For the entries below, report every line that includes the word "nutrients".

Stored records:
== Segment start ==

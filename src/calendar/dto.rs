use serde::Deserialize;

use crate::coerce::lenient_bool;

/// Inclusive day range, both ends `YYYY-MM-DD`.
#[derive(Debug, Default, Deserialize)]
pub struct RangeQuery {
    pub start: Option<String>,
    pub end: Option<String>,
}

#[derive(Debug, Default, Deserialize)]
pub struct CreateEventRequest {
    pub title: Option<String>,
    pub note: Option<String>,
    pub starts_at: Option<String>,
    pub ends_at: Option<String>,
    #[serde(default, deserialize_with = "lenient_bool")]
    pub all_day: Option<bool>,
    pub color: Option<String>,
}
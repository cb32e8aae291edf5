use axum::{extract::State, routing::get, Router};
use serde::{Deserialize, Serialize};
use tracing::instrument;

use super::repo::{self, Goal};
use crate::{
    auth::extractors::Identity,
    error::AppResult,
    extract::Json,
    state::AppState,
};

#[derive(Debug, Default, Deserialize)]
pub struct PutGoalRequest {
    pub progress: Option<f64>,
}

#[derive(Debug, Serialize)]
pub struct PutGoalResponse {
    pub ok: bool,
    pub progress: f64,
}

pub fn goal_routes() -> Router<AppState> {
    Router::new().route("/goal", get(get_goal).put(put_goal))
}

#[instrument(skip(state))]
pub async fn get_goal(
    State(state): State<AppState>,
    Identity(user_id): Identity,
) -> AppResult<Json<Goal>> {
    let goal = repo::find(&state.db, user_id).await?.unwrap_or(Goal {
        user_id,
        progress: 0.0,
    });
    Ok(Json(goal))
}

#[instrument(skip(state, body))]
pub async fn put_goal(
    State(state): State<AppState>,
    Identity(user_id): Identity,
    Json(body): Json<PutGoalRequest>,
) -> AppResult<Json<PutGoalResponse>> {
    let progress = body.progress.unwrap_or(0.0);
    repo::upsert(&state.db, user_id, progress).await?;
    Ok(Json(PutGoalResponse { ok: true, progress }))
}
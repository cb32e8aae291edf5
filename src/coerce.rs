//! Conversions between Postgres temporal columns and the JSON strings the
//! API speaks.
//!
//! Timestamps go out as `YYYY-MM-DD HH:MM:SS` and dates as `YYYY-MM-DD`.
//! Incoming values are accepted in a few common spellings; anything that
//! carries an offset is normalised to UTC before it is stored.

use serde::{Deserialize, Deserializer, Serializer};
use time::{
    format_description::{well_known::Rfc3339, FormatItem},
    macros::{format_description, time},
    Date, OffsetDateTime, PrimitiveDateTime, UtcOffset,
};

use crate::error::AppError;

const TIMESTAMP_OUT: &[FormatItem<'static>] =
    format_description!("[year]-[month]-[day] [hour]:[minute]:[second]");
const DATE_FMT: &[FormatItem<'static>] = format_description!("[year]-[month]-[day]");

const TIMESTAMP_IN: &[&[FormatItem<'static>]] = &[
    format_description!("[year]-[month]-[day] [hour]:[minute]:[second]"),
    format_description!("[year]-[month]-[day]T[hour]:[minute]:[second]"),
    format_description!("[year]-[month]-[day] [hour]:[minute]:[second].[subsecond]"),
    format_description!("[year]-[month]-[day]T[hour]:[minute]:[second].[subsecond]"),
    format_description!("[year]-[month]-[day] [hour]:[minute]"),
    format_description!("[year]-[month]-[day]T[hour]:[minute]"),
];

pub fn format_timestamp(ts: &PrimitiveDateTime) -> Result<String, time::error::Format> {
    ts.format(TIMESTAMP_OUT)
}

pub fn format_date(d: &Date) -> Result<String, time::error::Format> {
    d.format(DATE_FMT)
}

pub fn parse_date(raw: &str, field: &str) -> Result<Date, AppError> {
    Date::parse(raw.trim(), DATE_FMT)
        .map_err(|_| AppError::validation(format!("{field} must be YYYY-MM-DD")))
}

/// Accepts a bare date (midnight), a naive date-time with `T` or space, or
/// RFC 3339 with an offset.
pub fn parse_timestamp(raw: &str, field: &str) -> Result<PrimitiveDateTime, AppError> {
    let raw = raw.trim();
    for fmt in TIMESTAMP_IN {
        if let Ok(ts) = PrimitiveDateTime::parse(raw, fmt) {
            return Ok(ts);
        }
    }
    if let Ok(ts) = OffsetDateTime::parse(raw, &Rfc3339) {
        let utc = ts.to_offset(UtcOffset::UTC);
        return Ok(PrimitiveDateTime::new(utc.date(), utc.time()));
    }
    if let Ok(d) = Date::parse(raw, DATE_FMT) {
        return Ok(d.midnight());
    }
    Err(AppError::validation(format!(
        "{field} must be a date or date-time (YYYY-MM-DD HH:MM:SS)"
    )))
}

pub fn parse_timestamp_opt(
    raw: Option<&str>,
    field: &str,
) -> Result<Option<PrimitiveDateTime>, AppError> {
    raw.filter(|s| !s.trim().is_empty())
        .map(|s| parse_timestamp(s, field))
        .transpose()
}

pub fn parse_date_opt(raw: Option<&str>, field: &str) -> Result<Option<Date>, AppError> {
    raw.filter(|s| !s.trim().is_empty())
        .map(|s| parse_date(s, field))
        .transpose()
}

pub fn today_utc() -> Date {
    OffsetDateTime::now_utc().date()
}

/// Half-open `[start, end)` range covering one calendar day.
pub fn day_bounds(day: Date) -> (PrimitiveDateTime, PrimitiveDateTime) {
    let start = day.midnight();
    let end = match day.next_day() {
        Some(next) => next.midnight(),
        None => PrimitiveDateTime::new(day, time!(23:59:59.999_999_999)),
    };
    (start, end)
}

/// Accepts `true`/`false` as well as `0`/`1`. Use with `#[serde(default)]`.
pub fn lenient_bool<'de, D: Deserializer<'de>>(de: D) -> Result<Option<bool>, D::Error> {
    #[derive(Deserialize)]
    #[serde(untagged)]
    enum Flag {
        Bool(bool),
        Int(i64),
    }
    Ok(match Option::<Flag>::deserialize(de)? {
        None => None,
        Some(Flag::Bool(b)) => Some(b),
        Some(Flag::Int(i)) => Some(i != 0),
    })
}

pub mod timestamp {
    use super::*;

    pub fn serialize<S: Serializer>(v: &PrimitiveDateTime, s: S) -> Result<S::Ok, S::Error> {
        let out = format_timestamp(v).map_err(serde::ser::Error::custom)?;
        s.serialize_str(&out)
    }
}

pub mod timestamp_opt {
    use super::*;

    pub fn serialize<S: Serializer>(
        v: &Option<PrimitiveDateTime>,
        s: S,
    ) -> Result<S::Ok, S::Error> {
        match v {
            Some(ts) => timestamp::serialize(ts, s),
            None => s.serialize_none(),
        }
    }
}

pub mod date {
    use super::*;

    pub fn serialize<S: Serializer>(v: &Date, s: S) -> Result<S::Ok, S::Error> {
        let out = format_date(v).map_err(serde::ser::Error::custom)?;
        s.serialize_str(&out)
    }
}

pub mod date_opt {
    use super::*;

    pub fn serialize<S: Serializer>(v: &Option<Date>, s: S) -> Result<S::Ok, S::Error> {
        match v {
            Some(d) => date::serialize(d, s),
            None => s.serialize_none(),
        }
    }
}
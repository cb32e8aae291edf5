use axum::{
    extract::State,
    http::StatusCode,
    routing::{get, put},
    Router,
};
use tracing::instrument;

use super::dto::{CreateFoodRequest, SearchQuery, UpdateFoodRequest};
use super::repo::{self, FoodItem, NewFood, DEFAULT_PER_UNIT_G};
use crate::{
    auth::extractors::Identity,
    envelope::{self, Created, Deleted, Updated},
    error::{AppError, AppResult},
    extract::{Json, Path, Query},
    patch::Patch,
    state::AppState,
};

pub fn food_routes() -> Router<AppState> {
    Router::new()
        .route("/foods", get(list_foods).post(create_food))
        .route("/foods/:id", put(update_food).delete(delete_food))
}

/// Scaling a food by amount divides by `per_unit_g`, so it must be positive.
fn check_per_unit(per_unit_g: f64) -> AppResult<f64> {
    if per_unit_g > 0.0 {
        Ok(per_unit_g)
    } else {
        Err(AppError::validation("per_unit_g must be greater than 0"))
    }
}

#[instrument(skip(state))]
pub async fn list_foods(
    State(state): State<AppState>,
    Identity(user_id): Identity,
    Query(q): Query<SearchQuery>,
) -> AppResult<Json<Vec<FoodItem>>> {
    let search = q.q.as_deref().map(str::trim).filter(|s| !s.is_empty());
    Ok(Json(repo::list(&state.db, user_id, search).await?))
}

#[instrument(skip(state, body))]
pub async fn create_food(
    State(state): State<AppState>,
    Identity(user_id): Identity,
    Json(body): Json<CreateFoodRequest>,
) -> AppResult<(StatusCode, Json<Created>)> {
    let name = body.name.as_deref().map(str::trim).unwrap_or_default();
    if name.is_empty() {
        return Err(AppError::validation("name required"));
    }
    let per_unit_g = check_per_unit(body.per_unit_g.unwrap_or(DEFAULT_PER_UNIT_G))?;

    let id = repo::insert(
        &state.db,
        user_id,
        NewFood {
            name,
            veg_g: body.veg_g.unwrap_or(0.0),
            carb_g: body.carb_g.unwrap_or(0.0),
            protein_g: body.protein_g.unwrap_or(0.0),
            per_unit_g,
        },
    )
    .await?;
    Ok(envelope::created(id))
}

#[instrument(skip(state, body))]
pub async fn update_food(
    State(state): State<AppState>,
    Identity(user_id): Identity,
    Path(id): Path<i64>,
    Json(body): Json<UpdateFoodRequest>,
) -> AppResult<Json<Updated>> {
    let name = match body.name.map(|n| n.trim().to_string()) {
        Some(n) if n.is_empty() => return Err(AppError::validation("name must not be empty")),
        other => other,
    };
    let per_unit_g = body.per_unit_g.map(check_per_unit).transpose()?;

    let mut patch = Patch::update("food_items");
    patch
        .set("name", name)
        .set("veg_g", body.veg_g)
        .set("carb_g", body.carb_g)
        .set("protein_g", body.protein_g)
        .set("per_unit_g", per_unit_g);
    if patch.is_empty() {
        return Err(AppError::validation("no fields"));
    }

    envelope::updated(patch.execute(&state.db, user_id, id).await?)
}

#[instrument(skip(state))]
pub async fn delete_food(
    State(state): State<AppState>,
    Identity(user_id): Identity,
    Path(id): Path<i64>,
) -> AppResult<Json<Deleted>> {
    envelope::deleted(repo::delete(&state.db, user_id, id).await?)
}
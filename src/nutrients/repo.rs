use anyhow::Context;
use serde::Serialize;
use sqlx::{FromRow, PgPool};
use time::PrimitiveDateTime;

use super::services::{MacroGrams, Ratios};
use crate::coerce;

/// The only `nutrients.kind` that is stored; "current" is always computed.
pub const GOAL_KIND: &str = "goal";

#[derive(Debug, Clone, FromRow)]
pub struct GoalRow {
    pub veg: f64,
    pub carb: f64,
    pub protein: f64,
    pub updated_at: Option<PrimitiveDateTime>,
}

#[derive(Debug, Clone, Serialize, FromRow)]
pub struct HistoryEntry {
    pub id: i64,
    pub user_id: i64,
    #[serde(serialize_with = "coerce::timestamp::serialize")]
    pub eaten_at: PrimitiveDateTime,
    pub food_id: Option<i64>,
    pub name: Option<String>,
    pub veg_g: f64,
    pub carb_g: f64,
    pub protein_g: f64,
    pub amount_g: Option<f64>,
    pub note: Option<String>,
}

pub struct NewHistory {
    pub eaten_at: Option<PrimitiveDateTime>,
    pub food_id: Option<i64>,
    pub name: Option<String>,
    pub grams: MacroGrams,
    pub amount_g: Option<f64>,
    pub note: Option<String>,
}

/// Macro totals eaten in `[from, until)`.
pub async fn sum_between(
    db: &PgPool,
    user_id: i64,
    from: PrimitiveDateTime,
    until: PrimitiveDateTime,
) -> anyhow::Result<MacroGrams> {
    let sums = sqlx::query_as::<_, MacroGrams>(
        r#"
        SELECT
            COALESCE(SUM(veg_g), 0)::float8     AS veg_g,
            COALESCE(SUM(carb_g), 0)::float8    AS carb_g,
            COALESCE(SUM(protein_g), 0)::float8 AS protein_g
        FROM nutrient_history
        WHERE user_id = $1 AND eaten_at >= $2 AND eaten_at < $3
        "#,
    )
    .bind(user_id)
    .bind(from)
    .bind(until)
    .fetch_one(db)
    .await
    .context("sum nutrient history")?;
    Ok(sums)
}

pub async fn find_goal(db: &PgPool, user_id: i64) -> anyhow::Result<Option<GoalRow>> {
    let row = sqlx::query_as::<_, GoalRow>(
        r#"
        SELECT veg, carb, protein, updated_at
        FROM nutrients
        WHERE user_id = $1 AND kind = $2
        "#,
    )
    .bind(user_id)
    .bind(GOAL_KIND)
    .fetch_optional(db)
    .await
    .context("find nutrient goal")?;
    Ok(row)
}

pub async fn upsert_goal(db: &PgPool, user_id: i64, goal: Ratios) -> anyhow::Result<()> {
    sqlx::query(
        r#"
        INSERT INTO nutrients (user_id, kind, veg, carb, protein)
        VALUES ($1, $2, $3, $4, $5)
        ON CONFLICT (user_id, kind) DO UPDATE
           SET veg = EXCLUDED.veg,
               carb = EXCLUDED.carb,
               protein = EXCLUDED.protein,
               updated_at = timezone('utc', now())
        "#,
    )
    .bind(user_id)
    .bind(GOAL_KIND)
    .bind(goal.veg)
    .bind(goal.carb)
    .bind(goal.protein)
    .execute(db)
    .await
    .context("upsert nutrient goal")?;
    Ok(())
}

/// Newest first; restricted to `[from, until)` when a range is given.
pub async fn list_history(
    db: &PgPool,
    user_id: i64,
    range: Option<(PrimitiveDateTime, PrimitiveDateTime)>,
    limit: i64,
) -> anyhow::Result<Vec<HistoryEntry>> {
    let rows = match range {
        Some((from, until)) => {
            sqlx::query_as::<_, HistoryEntry>(
                r#"
                SELECT id, user_id, eaten_at, food_id, name, veg_g, carb_g, protein_g, amount_g, note
                FROM nutrient_history
                WHERE user_id = $1 AND eaten_at >= $2 AND eaten_at < $3
                ORDER BY eaten_at DESC
                LIMIT $4
                "#,
            )
            .bind(user_id)
            .bind(from)
            .bind(until)
            .bind(limit)
            .fetch_all(db)
            .await
        }
        None => {
            sqlx::query_as::<_, HistoryEntry>(
                r#"
                SELECT id, user_id, eaten_at, food_id, name, veg_g, carb_g, protein_g, amount_g, note
                FROM nutrient_history
                WHERE user_id = $1
                ORDER BY eaten_at DESC
                LIMIT $2
                "#,
            )
            .bind(user_id)
            .bind(limit)
            .fetch_all(db)
            .await
        }
    }
    .context("list nutrient history")?;
    Ok(rows)
}

pub async fn insert_history(db: &PgPool, user_id: i64, h: NewHistory) -> anyhow::Result<i64> {
    let id = sqlx::query_scalar::<_, i64>(
        r#"
        INSERT INTO nutrient_history
            (user_id, eaten_at, food_id, name, veg_g, carb_g, protein_g, amount_g, note)
        VALUES ($1, COALESCE($2, timezone('utc', now())), $3, $4, $5, $6, $7, $8, $9)
        RETURNING id
        "#,
    )
    .bind(user_id)
    .bind(h.eaten_at)
    .bind(h.food_id)
    .bind(h.name)
    .bind(h.grams.veg_g)
    .bind(h.grams.carb_g)
    .bind(h.grams.protein_g)
    .bind(h.amount_g)
    .bind(h.note)
    .fetch_one(db)
    .await
    .context("insert nutrient history")?;
    Ok(id)
}

pub async fn delete_history(db: &PgPool, user_id: i64, id: i64) -> anyhow::Result<u64> {
    let res = sqlx::query("DELETE FROM nutrient_history WHERE user_id = $1 AND id = $2")
        .bind(user_id)
        .bind(id)
        .execute(db)
        .await
        .context("delete nutrient history")?;
    Ok(res.rows_affected())
}
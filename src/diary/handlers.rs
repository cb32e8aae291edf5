use axum::{
    extract::State,
    http::StatusCode,
    routing::{delete, get},
    Router,
};
use tracing::instrument;

use super::dto::{CreateEntryRequest, DiaryQuery};
use super::repo::{self, DiaryEntry, NewEntry};
use crate::{
    auth::extractors::Identity,
    coerce::{parse_date_opt, today_utc},
    envelope::{self, Created, Deleted},
    error::{AppError, AppResult},
    extract::{Json, Path, Query},
    state::AppState,
};

pub fn diary_routes() -> Router<AppState> {
    Router::new()
        .route("/diary", get(list_entries).post(create_entry))
        .route("/diary/:id", delete(delete_entry))
}

#[instrument(skip(state))]
pub async fn list_entries(
    State(state): State<AppState>,
    Identity(user_id): Identity,
    Query(q): Query<DiaryQuery>,
) -> AppResult<Json<Vec<DiaryEntry>>> {
    let rows = match parse_date_opt(q.date.as_deref(), "date")? {
        Some(day) => repo::list_for_day(&state.db, user_id, day).await?,
        None => repo::list_recent(&state.db, user_id).await?,
    };
    Ok(Json(rows))
}

#[instrument(skip(state, body))]
pub async fn create_entry(
    State(state): State<AppState>,
    Identity(user_id): Identity,
    Json(body): Json<CreateEntryRequest>,
) -> AppResult<(StatusCode, Json<Created>)> {
    let title = body.title.as_deref().map(str::trim).unwrap_or_default();
    let content = body.content.as_deref().map(str::trim).unwrap_or_default();
    if title.is_empty() && content.is_empty() {
        return Err(AppError::validation("title or content required"));
    }
    let entry_date = parse_date_opt(body.date.as_deref(), "date")?.unwrap_or_else(today_utc);

    let id = repo::insert(
        &state.db,
        user_id,
        NewEntry {
            entry_date,
            title,
            content,
            mood: body.mood.as_deref(),
        },
    )
    .await?;
    Ok(envelope::created(id))
}

#[instrument(skip(state))]
pub async fn delete_entry(
    State(state): State<AppState>,
    Identity(user_id): Identity,
    Path(id): Path<i64>,
) -> AppResult<Json<Deleted>> {
    envelope::deleted(repo::delete(&state.db, user_id, id).await?)
}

== Segment end ==

• _Response_:
filename src/nutrients/repo.rs
/// The only `nutrients.kind` that is stored; "current" is always computed.
        FROM nutrients
        INSERT INTO nutrients (user_id, kind, veg, carb, protein)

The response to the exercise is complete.